### EXERCISE OBJECTIVE
When you find the line with "and display snapshots" among the records below, reproduce it and each line after it exactly, ending with the line with "the above together".

Items listed in a dataset
====

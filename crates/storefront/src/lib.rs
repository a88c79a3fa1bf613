//! Cartwheel Storefront library.
//!
//! Client-side state for a small mobile storefront: a product catalog screen
//! fed by an external product source, a cart store with id-merging and
//! remove-at-one semantics, and a local checkout that empties the cart.
//!
//! # Architecture
//!
//! - [`cart`] - The cart store, its actions and display snapshots
//! - [`catalog`] - Product source boundary and catalog screen state
//! - [`checkout`] - Checkout orchestration over navigation/alert collaborators
//! - [`session`] - Single owned instance tying the above together
//! - [`config`], [`error`], [`telemetry`] - Ambient setup
//!
//! Everything runs on one logical thread of control; the only asynchronous
//! step is the catalog fetch on screen mount.

#![cfg_attr(not(test), forbid(unsafe_code))]

pub mod cart;
pub mod catalog;
pub mod checkout;
pub mod config;
pub mod error;
pub mod session;
pub mod telemetry;

pub use error::{AppError, Result};
pub use session::Session;

use config::StorefrontConfig;

/// Load configuration from the environment and install logging.
///
/// # Errors
///
/// Returns an error if the configuration is invalid or a global tracing
/// subscriber is already installed.
pub fn bootstrap() -> Result<StorefrontConfig> {
    let config = StorefrontConfig::from_env()?;
    telemetry::init(&config)?;
    tracing::info!(catalog_url = %config.catalog_url, "storefront configured");
    Ok(config)
}
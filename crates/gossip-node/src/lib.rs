//! gossip-node library: Exposes the runtime for the binary and for tests.
//!
//! The runtime speaks line-delimited JSON over any byte streams, so
//! integration tests can drive a whole cluster through in-memory pipes.

pub mod envelope;
pub mod runtime;

// Re-export key types for convenience
pub use envelope::{Envelope, InitBody, Payload};
pub use runtime::{NodeIo, NodeRuntime};
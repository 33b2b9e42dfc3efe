//! Transport trait for node-to-node messaging.
//!
//! The engine never touches sockets or pipes. Whatever hosts it (the
//! stdin/stdout runtime in `gossip-node`, or a mock in tests) provides
//! fire-and-forget sends and request/await-reply calls.

use crate::{Body, NodeId};
use async_trait::async_trait;
use std::time::Duration;
use thiserror::Error;

#[derive(Debug, Error)]
pub enum TransportError {
    #[error("Timed out after {0:?} waiting for reply")]
    Timeout(Duration),

    #[error("Transport closed")]
    Closed,

    #[error("Send failed: {0}")]
    SendFailed(String),

    #[error("Unexpected reply: {0}")]
    UnexpectedReply(String),
}

pub type Result<T> = std::result::Result<T, TransportError>;

#[async_trait]
pub trait Transport: Send + Sync {
    /// Our own node ID
    fn node_id(&self) -> &NodeId;

    /// Send a body without waiting for any reply
    async fn send(&self, dest: &NodeId, body: Body) -> Result<()>;

    /// Send a request and wait up to `timeout` for its reply
    async fn call(&self, dest: &NodeId, body: Body, timeout: Duration) -> Result<Body>;
}
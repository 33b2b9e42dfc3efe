//! Grow-only set of every value this node has seen.

use crate::Value;
use std::collections::HashSet;
use std::sync::RwLock;

/// Thread-safe grow-only value set.
///
/// Writers take the write lock, readers share the read lock. Values are
/// never removed, so a snapshot is always a subset of any later snapshot.
#[derive(Debug, Default)]
pub struct ValueStore {
    values: RwLock<HashSet<Value>>,
}

impl ValueStore {
    pub fn new() -> Self {
        Self::default()
    }

    /// Add a value. Returns true if it was not already present.
    pub fn insert(&self, value: Value) -> bool {
        self.values
            .write()
            .unwrap_or_else(|e| e.into_inner())
            .insert(value)
    }

    pub fn contains(&self, value: &Value) -> bool {
        self.values
            .read()
            .unwrap_or_else(|e| e.into_inner())
            .contains(value)
    }

    /// Independent copy of every value currently known.
    pub fn snapshot(&self) -> HashSet<Value> {
        self.values
            .read()
            .unwrap_or_else(|e| e.into_inner())
            .clone()
    }

    /// Snapshot in ascending order, for stable replies and logs.
    pub fn snapshot_sorted(&self) -> Vec<Value> {
        let mut values: Vec<Value> = self
            .values
            .read()
            .unwrap_or_else(|e| e.into_inner())
            .iter()
            .copied()
            .collect();
        values.sort_unstable();
        values
    }

    pub fn len(&self) -> usize {
        self.values.read().unwrap_or_else(|e| e.into_inner()).len()
    }

    pub fn is_empty(&self) -> bool {
        self.len() == 0
    }
}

====

### SOLUTION TO THIS TASK
//! - [`cart`] - The cart store, its actions and display snapshots
//! - [`catalog`] - Product source boundary and catalog screen state
//! - [`checkout`] - Checkout orchestration over navigation/alert collaborators
//! - [`session`] - Single owned instance tying the above together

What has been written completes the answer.